Parents, enfants, employés, PDG, médecins, CRS, automobilistes, artistes, animaux et objets, tous s’effondrent


Ces cinquante lettres (pas une de plus, l’auteur ayant eu un coup de barre) caustiques, parfois poétiques ou cocasses, sont autant d’invitations au « pas de côté », où chacun revendique alors son droit au lâcher prise et au parler vrai. Car l’écroulement est un moment de lucidité. Ces courriers disent enfin tout, avec une sincérité frontale dont notre époque n’a pas l’habitude.

Or, dans notre société de performance, le véritable courage n’est-il pas de craquer ?


Parution : 8 octobre 2020

Couverture de François Ayroles

« Les Insensés » nº41

192 pages –16 euros

ISBN : 978-2-37498-182-6


Ce livre est également disponible en e-book (formats ePub et PDFweb)

Jean-Luc Coudray


© DR

Né en 1960 à Bordeaux, Jean-Luc Coudray écrit des nouvelles, récits, essais, textes humoristiques, poésies, strips, etc. Il a collaboré entre autres à Sud-Ouest, Fluide glacial, Psikopat et La Décroissance. En tant que scénariste ou écrivain, il a travaillé avec les dessinateurs Moebius, Lewis Trondheim, son frère Philippe Coudray ou encore Isabelle Merlet (L’Amusant Musée ou Le Jeu de l’art, chez Wombat).

Outre ses propres dessins réunis sous le titre Je suis heureux par vengeance ! (La Boîte à bulles), Jean-Luc Coudray a publié plus de cinquante livres, parmi lesquels les textes Le Guide philosophique de l’argent (Le Seuil), Monsieur Mouche (i Éditions) ou encore Lettres d’engueulade (L’Arbre vengeur).


Les livres de Jean-Luc Coudray aux Nouvelles Éditions Wombat

L’Amusant Musée ou Le Jeu de l’art (plus d’infos)

Lettres de burn-out

Extrait : « Un invité ne rentre plus chez lui »

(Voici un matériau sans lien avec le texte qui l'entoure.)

//! Error types for the MCP test server.
//!
//! Uses `thiserror` for ergonomic error definitions with automatic `From` conversions.

use std::borrow::Cow;
use thiserror::Error;

/// Main error type for the MCP test server.
#[derive(Debug, Error)]
pub enum McpError {
    #[error("Configuration error: {0}")]
    Config(#[from] ConfigError),

    #[error("IO error: {0}")]
    Io(#[from] std::io::Error),

    #[error("JSON error: {0}")]
    Json(#[from] serde_json::Error),

    #[error("Internal error: {message}")]
    Internal { message: Cow<'static, str> },
}

/// JSON-RPC 2.0 and MCP protocol errors.
#[derive(Debug, Error)]
pub enum ProtocolError {
    #[error("Invalid request: {0}")]
    InvalidRequest(Cow<'static, str>),

    #[error("Method not found: {0}")]
    MethodNotFound(String),

    #[error("Unknown tool: {0}")]
    ToolNotFound(String),

    #[error("Invalid params: {0}")]
    InvalidParams(Cow<'static, str>),

    #[error("Internal error: {0}")]
    InternalError(Cow<'static, str>),
}

impl ProtocolError {
    /// Returns the JSON-RPC 2.0 error code.
    pub fn code(&self) -> i32 {
        match self {
            Self::InvalidRequest(_) => -32600,
            Self::MethodNotFound(_) | Self::ToolNotFound(_) => -32601,
            Self::InvalidParams(_) => -32602,
            Self::InternalError(_) => -32603,
        }
    }
}

impl From<ToolError> for ProtocolError {
    fn from(err: ToolError) -> Self {
        match err {
            ToolError::NotFound(name) => Self::ToolNotFound(name),
            other => Self::InvalidParams(other.to_string().into()),
        }
    }
}

/// Session registry errors.
#[derive(Debug, Error)]
pub enum SessionError {
    #[error("Session not found: {0}")]
    NotFound(String),

    #[error("Session stream closed: {0}")]
    Closed(String),
}

/// Configuration errors.
#[derive(Debug, Error)]
pub enum ConfigError {
    #[error("Invalid value for {field}: {message}")]
    InvalidValue {
        field: Cow<'static, str>,
        message: Cow<'static, str>,
    },
}

/// Tool lookup and argument errors.
#[derive(Debug, Error)]
pub enum ToolError {
    #[error("Tool not found: {0}")]
    NotFound(String),

    #[error("Missing required argument: {0}")]
    MissingArgument(Cow<'static, str>),

    #[error("Argument '{name}' must be a {expected}")]
    InvalidType {
        name: Cow<'static, str>,
        expected: &'static str,
    },

    #[error("Unsupported value for '{name}': {value}")]
    UnsupportedValue {
        name: Cow<'static, str>,
        value: String,
    },

    #[error("Invalid arguments: {0}")]
    InvalidArguments(String),
}

/// Result type alias for McpError.
pub type Result<T> = std::result::Result<T, McpError>;

/// Result type alias for ProtocolError.
pub type ProtocolResult<T> = std::result::Result<T, ProtocolError>;

/// Result type alias for ToolError.
pub type ToolResult<T> = std::result::Result<T, ToolError>;

/// Result type alias for SessionError.
pub type SessionResult<T> = std::result::Result<T, SessionError>;

#[cfg(test)]
mod tests {
    use super::*;

    #[test]
    fn test_protocol_error_codes() {
        assert_eq!(ProtocolError::InvalidRequest("test".into()).code(), -32600);
        assert_eq!(ProtocolError::MethodNotFound("test".into()).code(), -32601);
        assert_eq!(ProtocolError::ToolNotFound("test".into()).code(), -32601);
        assert_eq!(ProtocolError::InvalidParams("test".into()).code(), -32602);
        assert_eq!(ProtocolError::InternalError("test".into()).code(), -32603);
    }

    #[test]
    fn test_tool_error_maps_to_protocol_error() {
        let not_found: ProtocolError = ToolError::NotFound("divide".into()).into();
        assert!(matches!(not_found, ProtocolError::ToolNotFound(ref name) if name == "divide"));
        assert_eq!(not_found.to_string(), "Unknown tool: divide");

        let missing: ProtocolError = ToolError::MissingArgument("name".into()).into();
        assert_eq!(missing.code(), -32602);
        assert!(missing.to_string().contains("name"));
    }

    #[test]
    fn test_error_conversion() {
        let config_error = ConfigError::InvalidValue {
            field: "PORT".into(),
            message: "must be greater than zero".into(),
        };
        let mcp_error: McpError = config_error.into();
        assert!(matches!(mcp_error, McpError::Config(_)));
        assert!(mcp_error.to_string().contains("PORT"));
    }
}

Un invité ne rentre plus chez lui


Chers Amis,

Je vous remercie de l’excellente soirée que j’ai passée avec vous. Vous m’avez mis en valeur, servi les meilleurs plats et amusé par votre humour.

En conséquence, je reste chez vous.

Vous savez comme moi que l’amitié intermittente n’en est pas une.

Puisque vous m’appréciez, vous vous contrediriez en me renvoyant à ma vie misérable.

Vous n’ignorez pas que je vis seul, me chauffe mal, dors dans l’humidité, manque d’éclairage, me nourris de pâtes à l’eau, me distrais de mauvais livres.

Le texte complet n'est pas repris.